Esse é o diálogo de abertura da famosa obra de ficção científica Do Androids Dream of Electric
Sheeps? [Andróides Sonham com Ovelhas Eletrônicas?] (1968), do escritor norte-americano Philip
K. Dick (1928-1982), livro que inspirou o já mencionado filme Blade Runner. Nessa cena, que não
foi transposta para o cinema, o detetive e caçador de andróides Rick Deckard (vivido nas telas
pelo ator Harrison Ford) tem uma briga com sua esposa para decidir qual tipo de estado afetivo
eles vão agendar para si próprios naquele dia. O casal tem diante de si um moderno mood organ,
uma máquina que estimula eletronicamente humores e desejos, desde uma "atitude otimista em
relação ao trabalho", um "estado de superexcitaçâo sexual" ou o "desejo incondicional de ver
tevê". A briga só termina quando o detetive tecla a combinação 394 para sua mulher:
"reconhecimento agradecido de que o marido tem razão em todos os assuntos".

Talvez o mais assustador na época de hoje não seja mais a ameaça de catástrofe se nos
deixarmos levar pelas paixões, mas a sensação crescente e igualmente catastrófica de uma
ausência completa de desejos. Não ter vontade de nada, não sentir nada de vontade, exceto ter
vontade do próprio nada, essas são as características principais do niilismo, o grande desafio
histórico da nossa civilização. Contra essa vontade de nada, a recusa de assumir as
ambigüidades da existência, será preciso inventar menos máquinas de agendamento e
gerenciamento dos afetos, do que, inversamente, deixar o pensamento, a ciência, a educação, a
política e a ética se contaminarem irreversivelmente de desejos e de paixões. Será preciso
renaturalizar o homem, mas não com a natureza enquanto objeto de conhecimento e dominação
técnica ou enquanto lugar de férias e de repouso, mas com uma nova natureza, ainda a ser
inventada, como uma terra fértil para novos valores e novas verdades.
Dizer que o homem é seu corpo não significa crer que nosso destino esteja predeterminado
pela anatomia ou até mesmo pela herança genética.

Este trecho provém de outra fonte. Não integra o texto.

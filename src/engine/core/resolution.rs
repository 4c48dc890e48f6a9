// Output resolution from target bitrate: calibrated curves, table snapping
// and the even-dimension search.

use super::tables::{
    CALIBRATION_HEIGHT, DurationTable, MAX_RAW_RESOLUTION, RESOLUTION_FALLBACK, RESOLUTION_TABLE,
};
use serde::{Deserialize, Serialize};
use std::fmt;
use std::str::FromStr;

#[derive(Debug, Clone, Copy, PartialEq, Eq, Default, Serialize, Deserialize)]
#[serde(rename_all = "snake_case")]
pub enum ResizeMode {
    /// `scale = a * ln(bitrate / b)`
    #[default]
    Logarithmic,
    /// `scale = a*x^3 + b*x^2 + c*x + d`
    Cubic,
    /// Duration table only, source is never probed
    Table,
}

impl fmt::Display for ResizeMode {
    fn fmt(&self, f: &mut fmt::Formatter<'_>) -> fmt::Result {
        f.write_str(match self {
            ResizeMode::Logarithmic => "logarithmic",
            ResizeMode::Cubic => "cubic",
            ResizeMode::Table => "table",
        })
    }
}

impl FromStr for ResizeMode {
    type Err = String;

    fn from_str(s: &str) -> Result<Self, Self::Err> {
        match s.to_ascii_lowercase().as_str() {
            "logarithmic" | "log" => Ok(ResizeMode::Logarithmic),
            "cubic" => Ok(ResizeMode::Cubic),
            "table" => Ok(ResizeMode::Table),
            other => Err(format!(
                "unknown resize mode '{}' (expected logarithmic, cubic or table)",
                other
            )),
        }
    }
}

/// Empirical curve-fit constants. Fitted against the duration fallback table
/// at 1080p; overridable through the config file.
#[derive(Debug, Clone, Copy, PartialEq, Serialize, Deserialize)]
pub struct CurveCoefficients {
    #[serde(default = "default_log_a")]
    pub log_a: f64,
    #[serde(default = "default_log_b")]
    pub log_b: f64,
    #[serde(default = "default_cubic_a")]
    pub cubic_a: f64,
    #[serde(default = "default_cubic_b")]
    pub cubic_b: f64,
    #[serde(default = "default_cubic_c")]
    pub cubic_c: f64,
    #[serde(default = "default_cubic_d")]
    pub cubic_d: f64,
}

fn default_log_a() -> f64 {
    2.311e-01
}
fn default_log_b() -> f64 {
    3.547e+01
}
fn default_cubic_a() -> f64 {
    1.318e-10
}
fn default_cubic_b() -> f64 {
    -6.532e-07
}
fn default_cubic_c() -> f64 {
    1.110e-03
}
fn default_cubic_d() -> f64 {
    1.977e-01
}

impl Default for CurveCoefficients {
    fn default() -> Self {
        Self {
            log_a: default_log_a(),
            log_b: default_log_b(),
            cubic_a: default_cubic_a(),
            cubic_b: default_cubic_b(),
            cubic_c: default_cubic_c(),
            cubic_d: default_cubic_d(),
        }
    }
}

impl CurveCoefficients {
    pub fn logarithmic(&self, bitrate_kbps: f64) -> f64 {
        self.log_a * (bitrate_kbps / self.log_b).ln()
    }

    pub fn cubic(&self, bitrate_kbps: f64) -> f64 {
        let x = bitrate_kbps;
        self.cubic_a * x.powi(3) + self.cubic_b * x.powi(2) + self.cubic_c * x + self.cubic_d
    }
}

/// Where the chosen resolution came from
#[derive(Debug, Clone, Copy, PartialEq, Eq, Serialize)]
pub enum ResolutionSource {
    Curve,
    /// Source unavailable or table mode: duration table
    Fallback,
}

/// Max output dimension; `max_dimension == None` means no resize
#[derive(Debug, Clone, Copy, PartialEq, Eq, Serialize)]
pub struct ResolutionChoice {
    pub max_dimension: Option<u32>,
    pub source: ResolutionSource,
}

#[derive(Debug, Clone, Copy)]
pub struct ResolutionModel {
    pub mode: ResizeMode,
    pub curves: CurveCoefficients,
    /// Use the raw curve value (capped) instead of snapping to the table
    pub bypass_table: bool,
    pub fallback: DurationTable<u32>,
}

impl Default for ResolutionModel {
    fn default() -> Self {
        Self {
            mode: ResizeMode::default(),
            curves: CurveCoefficients::default(),
            bypass_table: false,
            fallback: RESOLUTION_FALLBACK,
        }
    }
}

impl ResolutionModel {
    pub fn new(mode: ResizeMode, curves: CurveCoefficients, bypass_table: bool) -> Self {
        Self {
            mode,
            curves,
            bypass_table,
            fallback: RESOLUTION_FALLBACK,
        }
    }

    /// Whether [`choose`](Self::choose) wants the source dimensions at all
    pub fn needs_source(&self) -> bool {
        self.mode != ResizeMode::Table
    }

    /// Pick the output max dimension. `source` is the probed (width, height),
    /// or `None` when probing failed.
    pub fn choose(
        &self,
        bitrate_kbps: u32,
        duration_s: f64,
        source: Option<(u32, u32)>,
    ) -> ResolutionChoice {
        let curve = match (self.mode, source) {
            (ResizeMode::Table, _) | (_, None) => None,
            (_, Some((w, h))) if w == 0 || h == 0 => None,
            (_, Some(dims)) => Some(self.from_curve(bitrate_kbps, dims)),
        };

        match curve {
            Some(max_dimension) => ResolutionChoice {
                max_dimension,
                source: ResolutionSource::Curve,
            },
            None => ResolutionChoice {
                max_dimension: Some(self.fallback.lookup(duration_s)),
                source: ResolutionSource::Fallback,
            },
        }
    }

    /// Raw curve value: the normalized max dimension times the fitted scale
    pub fn curve_value(&self, bitrate_kbps: u32, (width, height): (u32, u32)) -> f64 {
        let (norm_w, norm_h) = normalize_to_calibration(width, height);
        let scale = match self.mode {
            ResizeMode::Cubic => self.curves.cubic(bitrate_kbps as f64),
            _ => self.curves.logarithmic(bitrate_kbps as f64),
        };
        // Pixel budget scaled, then turned back into a linear dimension
        let scaled_pixels = norm_w * norm_h * scale;
        (scaled_pixels / norm_w).max(scaled_pixels / norm_h)
    }

    fn from_curve(&self, bitrate_kbps: u32, (width, height): (u32, u32)) -> Option<u32> {
        let raw_max = width.max(height);
        let calculated = self.curve_value(bitrate_kbps, (width, height));

        let chosen = if self.bypass_table {
            // Floor at the smallest table entry, like the snapped path
            calculated.clamp(RESOLUTION_TABLE[0] as f64, MAX_RAW_RESOLUTION as f64) as u32
        } else {
            snap_to_table(calculated)
        };

        if raw_max <= chosen {
            return None;
        }

        let (norm_w, norm_h) = normalize_to_calibration(width, height);
        let final_scale = chosen as f64 / norm_w.max(norm_h);
        scale_to_even(width, height, norm_w * final_scale, norm_h * final_scale)
    }
}

/// Scale so the smaller dimension equals the calibration height
pub fn normalize_to_calibration(width: u32, height: u32) -> (f64, f64) {
    let factor = CALIBRATION_HEIGHT / width.min(height) as f64;
    (width as f64 * factor, height as f64 * factor)
}

/// Largest table entry at or below `value`; below the table, the smallest entry
pub fn snap_to_table(value: f64) -> u32 {
    RESOLUTION_TABLE
        .iter()
        .copied()
        .take_while(|res| value >= *res as f64)
        .last()
        .unwrap_or(RESOLUTION_TABLE[0])
}

/// Find the nearest size at or below `scaled_*` whose rounded width and
/// height are both even, stepping the height down one pixel at a time and
/// rescaling from the original aspect ratio. Returns the max dimension, or
/// `None` if the search reaches zero.
pub fn scale_to_even(
    original_width: u32,
    original_height: u32,
    scaled_width: f64,
    scaled_height: f64,
) -> Option<u32> {
    let mut width = scaled_width.round() as i64;
    let mut height = scaled_height.round() as i64;
    let mut next_height = height;

    while width % 2 != 0 || height % 2 != 0 {
        next_height -= 1;
        if next_height <= 0 || original_height == 0 {
            return None;
        }
        let scale = next_height as f64 / original_height as f64;
        width = (original_width as f64 * scale).round() as i64;
        height = (original_height as f64 * scale).round() as i64;
    }

    let max = width.max(height);
    if max <= 0 { None } else { Some(max as u32) }
}

/// ffmpeg scale filter bounding the larger side while keeping aspect
pub fn scale_filter(max_dimension: u32) -> String {
    format!(
        "scale='min({r},iw)':'min({r},ih)':force_original_aspect_ratio=decrease",
        r = max_dimension
    )
}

Em relação ao corpo e às suas múltiplas
dimensões, percepção sensível, afetividade, sexualidade, diz Merleau-Ponty: "Ninguém está salvo
e ninguém está completamente perdido" {Fenomenologia da Percepção, [1945] p. 182). Isso quer
dizer que nossa subjetividade é construída em parte pelo corpo, mas o corpo também é construído
pelas relações históricas e sociais, não sendo possível nunca determinar com absoluta precisão o
que pertence somente à natureza ou somente à cultura.